Photo courtesy of D Services

Photo courtesy of D Services

I have a not-so-secret crush on Kenny Rogers. There are grainy Polaroid photos of me performing The Gambler in my grandparents’ basement when I was three; at 14, I had front row seats to see Kenny Rogers perform and felt dizzy with excitement when he reached down and touched my hand during his opening number.

You don’t have to like Kenny Rogers — but really, why wouldn’t you? — to appreciate his most iconic advice: “You gotta know when to hold ‘em, know when to fold ‘em, know when to walk away, know when to run.”

The chorus popped into my head last week after a phone conversation with an editor.

Several months ago, I signed on for a major project.
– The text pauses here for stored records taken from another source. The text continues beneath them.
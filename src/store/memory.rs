//! In-memory store for testing
//!
//! Keeps dependents in a map, records every operation for ordering
//! assertions, and can inject failures or hide objects from listings to
//! simulate partial runs and list/create races.

use std::collections::{BTreeMap, BTreeSet, HashSet};
use std::sync::{Arc, PoisonError, RwLock};

use async_trait::async_trait;
use k8s_openapi::apimachinery::pkg::api::resource::Quantity;

use super::{CreateOutcome, LabelPatch, ResourceStore};
use crate::controller::error::{Error, Result};
use crate::resources::volume_claim::storage_request;
use crate::resources::{DependentKind, DependentManifest};

type ObjectKey = (DependentKind, String, String);

/// An operation performed against the store.
#[derive(Clone, Debug, PartialEq, Eq)]
pub enum StoreOperation {
    List(DependentKind),
    Create(DependentKind, String),
    CreateSkipped(DependentKind, String),
    PatchLabels(DependentKind, String),
    PatchStorage(String),
}

#[derive(Default)]
struct Inner {
    objects: BTreeMap<ObjectKey, DependentManifest>,
    operations: Vec<StoreOperation>,
    failing_creates: HashSet<DependentKind>,
    failing_patches: HashSet<DependentKind>,
    hidden_from_list: HashSet<DependentKind>,
}

/// In-memory [`ResourceStore`] for unit and functional tests.
#[derive(Clone, Default)]
pub struct MemoryStore {
    inner: Arc<RwLock<Inner>>,
}

impl MemoryStore {
    /// Create a new empty store
    pub fn new() -> Self {
        Self::default()
    }

    fn read(&self) -> std::sync::RwLockReadGuard<'_, Inner> {
        self.inner.read().unwrap_or_else(PoisonError::into_inner)
    }

    fn write(&self) -> std::sync::RwLockWriteGuard<'_, Inner> {
        self.inner.write().unwrap_or_else(PoisonError::into_inner)
    }

    /// Insert an object as if it had been created earlier.
    pub fn insert(&self, namespace: &str, manifest: DependentManifest) {
        let key = (manifest.kind(), namespace.to_string(), manifest.name().to_string());
        self.write().objects.insert(key, manifest);
    }

    /// Make every create of `kind` fail until [`MemoryStore::heal`].
    pub fn fail_creates(&self, kind: DependentKind) {
        self.write().failing_creates.insert(kind);
    }

    /// Make every patch of `kind` fail until [`MemoryStore::heal`].
    pub fn fail_patches(&self, kind: DependentKind) {
        self.write().failing_patches.insert(kind);
    }

    /// Leave objects of `kind` out of listings, as a concurrent writer
    /// racing the list would.
    pub fn hide_from_list(&self, kind: DependentKind) {
        self.write().hidden_from_list.insert(kind);
    }

    /// Clear all injected failures and hidden kinds.
    pub fn heal(&self) {
        let mut inner = self.write();
        inner.failing_creates.clear();
        inner.failing_patches.clear();
        inner.hidden_from_list.clear();
    }

    pub fn get(&self, kind: DependentKind, namespace: &str, name: &str) -> Option<DependentManifest> {
        self.read()
            .objects
            .get(&(kind, namespace.to_string(), name.to_string()))
            .cloned()
    }

    /// Labels of an object, empty if it has none or does not exist.
    pub fn labels(&self, kind: DependentKind, namespace: &str, name: &str) -> BTreeMap<String, String> {
        self.get(kind, namespace, name)
            .and_then(|m| m.metadata().labels.clone())
            .unwrap_or_default()
    }

    /// Number of objects of `kind` in `namespace`.
    pub fn count(&self, kind: DependentKind, namespace: &str) -> usize {
        self.read()
            .objects
            .keys()
            .filter(|(k, ns, _)| *k == kind && ns == namespace)
            .count()
    }

    /// Total number of objects in the store.
    pub fn len(&self) -> usize {
        self.read().objects.len()
    }

    pub fn is_empty(&self) -> bool {
        self.len() == 0
    }

    /// Operations performed so far, oldest first.
    pub fn operations(&self) -> Vec<StoreOperation> {
        self.read().operations.clone()
    }

    /// Kinds created by this store, in creation order.
    pub fn created_kinds(&self) -> Vec<DependentKind> {
        self.read()
            .operations
            .iter()
            .filter_map(|op| match op {
                StoreOperation::Create(kind, _) => Some(*kind),
                _ => None,
            })
            .collect()
    }

    /// Forget recorded operations.
    pub fn reset_operations(&self) {
        self.write().operations.clear();
    }
}

fn injected(action: &'static str, kind: DependentKind, name: &str) -> Error {
    Error::Store {
        action,
        kind,
        name: name.to_string(),
        message: "injected failure".to_string(),
    }
}

fn not_found(kind: DependentKind, name: &str) -> Error {
    Error::Kube(kube::Error::Api(kube::core::ErrorResponse {
        status: "Failure".to_string(),
        message: format!("{kind} \"{name}\" not found"),
        reason: "NotFound".to_string(),
        code: 404,
    }))
}

#[async_trait]
impl ResourceStore for MemoryStore {
    async fn list_names(&self, kind: DependentKind, namespace: &str) -> Result<BTreeSet<String>> {
        let mut inner = self.write();
        inner.operations.push(StoreOperation::List(kind));
        if inner.hidden_from_list.contains(&kind) {
            return Ok(BTreeSet::new());
        }
        Ok(inner
            .objects
            .keys()
            .filter(|(k, ns, _)| *k == kind && ns == namespace)
            .map(|(_, _, name)| name.clone())
            .collect())
    }

    async fn create(&self, namespace: &str, manifest: DependentManifest) -> Result<CreateOutcome> {
        let kind = manifest.kind();
        let name = manifest.name().to_string();
        let mut inner = self.write();

        if inner.failing_creates.contains(&kind) {
            return Err(injected("create", kind, &name));
        }

        let key = (kind, namespace.to_string(), name.clone());
        if inner.objects.contains_key(&key) {
            inner
                .operations
                .push(StoreOperation::CreateSkipped(kind, name.clone()));
            return Ok(CreateOutcome::AlreadyExists(name));
        }

        inner.objects.insert(key, manifest);
        inner.operations.push(StoreOperation::Create(kind, name.clone()));
        Ok(CreateOutcome::Created(name))
    }

    async fn patch_labels(
        &self,
        kind: DependentKind,
        namespace: &str,
        name: &str,
        patch: &LabelPatch,
    ) -> Result<()> {
        let mut inner = self.write();
        if inner.failing_patches.contains(&kind) {
            return Err(injected("patch", kind, name));
        }

        let key = (kind, namespace.to_string(), name.to_string());
        let manifest = inner
            .objects
            .get_mut(&key)
            .ok_or_else(|| not_found(kind, name))?;
        let labels = manifest.metadata_mut().labels.get_or_insert_with(BTreeMap::new);
        for (key, value) in patch {
            match value {
                Some(v) => {
                    labels.insert(key.clone(), v.clone());
                }
                None => {
                    labels.remove(key);
                }
            }
        }
        inner
            .operations
            .push(StoreOperation::PatchLabels(kind, name.to_string()));
        Ok(())
    }

    async fn patch_storage_request(&self, namespace: &str, name: &str, size: &str) -> Result<()> {
        let kind = DependentKind::VolumeClaim;
        let mut inner = self.write();
        if inner.failing_patches.contains(&kind) {
            return Err(injected("patch", kind, name));
        }

        let key = (kind, namespace.to_string(), name.to_string());
        let Some(DependentManifest::VolumeClaim(pvc)) = inner.objects.get_mut(&key) else {
            return Err(not_found(kind, name));
        };
        let resources = pvc
            .spec
            .get_or_insert_with(Default::default)
            .resources
            .get_or_insert_with(Default::default);
        resources
            .requests
            .get_or_insert_with(|| storage_request(size))
            .insert("storage".to_string(), Quantity(size.to_string()));
        inner
            .operations
            .push(StoreOperation::PatchStorage(name.to_string()));
        Ok(())
    }
}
It wasn’t going well. Thanks to logistical challenges and unexpected expenses, the assignment became a major source of stress. The editor had no idea about the problems when we scheduled a check-in call.

After we exchanged a little small talk, she said, “You’ve been given an impossible project. This is so much bigger and more complex than it needs to be given the timeline and I wanted to offer you the option to back out.”

Shocked doesn’t even begin to describe how I felt. Quitting never occurred to me. In fact, the thought of backing out of a project that I committed to made me feel a little sick.

While we were talking things over, she said, “As one woman to another, not editor to writer, I think you should seriously consider the option [of walking away].” I asked for a few days to think about it.

Kenny Rogers kept singing in my ear: Now every gambler knows that the secret to survivin’ is knowin’ what to throw away and knowing what to keep…You gotta know when to hold ‘em, know when to fold ‘em, know when to walk away, know when to run.”

Sticking with a time-consuming, less-than-lucrative project that required a ton of travel — and, to be honest, didn’t excite me — kept me from pursuing projects I was passionate about. I backed out.

It’s the first project I’ve signed on for and not completed. But it’s not the first time I’ve turned down work.

Freelancing is perceived as a feast or famine business and writers are often tempted to take every assignment that comes their way. But one of the most important skills a freelancer can learn is — sing it with me — knowin’ when to walk away.

One of the writers on a freelance forum I belong to suggests asking three questions:

Am I going to have fun?

Am I going to learn anything or make good contacts?

Am I going to make bags of money?

She believes that if you can answer “yes” to at least two questions, go for it.

It’s a good starting point, I think. I’d argue that making a living as a freelancer requires limiting the number of gigs that meet the first two criteria but fall short when it comes to financial ROI.

Looking back, I can admit that the project I signed on for met just one of those criteria. I should have said no from the beginning. Lesson learned.

In the week since I made the decision not to continue with the project, new work has come my way and I’ve made significant progress on another long-term project I wanted to pursue. Once again, Kenny Rogers was right: “…somewhere in the darkness the gambler, he broke even.”

What factors do you consider when deciding whether to accept a project?